Publicado em 1 de outubro de 2013 às 16h17.

São Paulo – Lançada nesta semana nos Estados Unidos, a edição atualizada do Galaxy Note 3 começou a receber as primeiras avaliações. E, para a surpresa (ou não) de muitos, o que aconteceu com o Galaxy S4 se repetiu: a Samsung alterou linhas de código do sistema para obter melhores resultados em aplicativos de benchmark.

Rodando um Snapdragon 800 de quatro núcleos e clock de 2,26 GHz, o aparelho obteve, graças a essas mudanças, resultados muito melhores que os do LG G2 no Geekbench, por exemplo – e ambos usam o mesmo chip. Mas, como apontou o site ArsTechnica, basta ativar o recurso Stealthbench – que “camufla” o app – para ver que o desempenho é, na verdade, bem próximo do obtido pelo smartphone da LG.

A reportagem foi compartilhada no Twitter por Phil Schiller, da Apple, num ataque à rival coreana.

As modificações afetam também os programas Antutu e GFXBench, entre outros, todos devidamente nomeados nas linhas. Elas fazem com que os quatro núcleos do processador permaneçam ativos – e com as frequência acima do limite normal – enquanto os aplicativos estão rodando, rendendo marcas até 20% mais altas.

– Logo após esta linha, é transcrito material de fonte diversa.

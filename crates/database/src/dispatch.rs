//! The notification thread fanning commits out to observers.

use crate::observable::{Flow, Observer};
use glaze_core::{Error, Result};
use glaze_reactive::QueryRegistry;
use glaze_storage::Commit;
use parking_lot::Mutex;
use std::sync::mpsc::Receiver;
use std::sync::Arc;
use std::thread;
use tracing::trace;

/// Observers of one storage.
pub(crate) type Registry = Arc<Mutex<QueryRegistry<dyn Observer>>>;

/// Messages on a storage's notification channel.
pub(crate) enum Notification {
    Commit(Commit),
    /// The store is gone; every observer receives this error and is dropped.
    Terminate(Arc<Error>),
}

/// Starts the dispatcher. It exits once every sender is dropped or after
/// delivering a termination.
pub(crate) fn spawn(name: String, receiver: Receiver<Notification>, registry: Registry) -> Result<()> {
    thread::Builder::new()
        .name(name)
        .spawn(move || run(receiver, registry))
        .map_err(|e| Error::invalid_operation(format!("cannot start notification thread: {}", e)))?;
    Ok(())
}

fn run(receiver: Receiver<Notification>, registry: Registry) {
    for notification in receiver {
        match notification {
            Notification::Commit(commit) => {
                // Collect under the lock, deliver without it.
                let observers = registry.lock().observers_of(&commit.changed);
                let finished: Vec<_> = observers
                    .into_iter()
                    .filter(|(_, observer)| observer.on_commit(&commit) == Flow::Stop)
                    .map(|(id, _)| id)
                    .collect();
                let mut registry = registry.lock();
                for id in finished {
                    registry.unregister(id);
                }
                registry.cleanup();
            }
            Notification::Terminate(error) => {
                let observers = {
                    let mut registry = registry.lock();
                    let observers = registry.observers();
                    registry.clear();
                    observers
                };
                for (_, observer) in observers {
                    observer.on_terminate(&error);
                }
                break;
            }
        }
    }
    trace!("notification dispatcher exiting");
}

O normal é que, quando não exigidos por apps, três dos cores fiquem “desligados” para poupar energia – e até quando exigidos, fiquem em um limite de 2 GHz, mais ou menos. As linhas de código adicionadas fazem com esse limite estipulado seja até mesmo quebrado – o que, vale mencionar, não significa um overclock, já que a frequência atingida, de 2,26 GHz, está dentro das especificações do Snapdragon 800.  

Prática comum – Os ajustes nos códigos de smartphones Android não são uma exclusividade da Samsung, embora a prática tenha sido descoberta em um Galaxy S4 – Brian Klug, do site AnandTech, foi quem repercutiu a notícia na primeira vez. Segundo afirmações no Twitter dele, essas modificações se tornaram comuns, com outras empresas também fazendo isso, incluindo a LG, com o G2 – no Linpack e no Vellamo –, e a HTC, com o One. 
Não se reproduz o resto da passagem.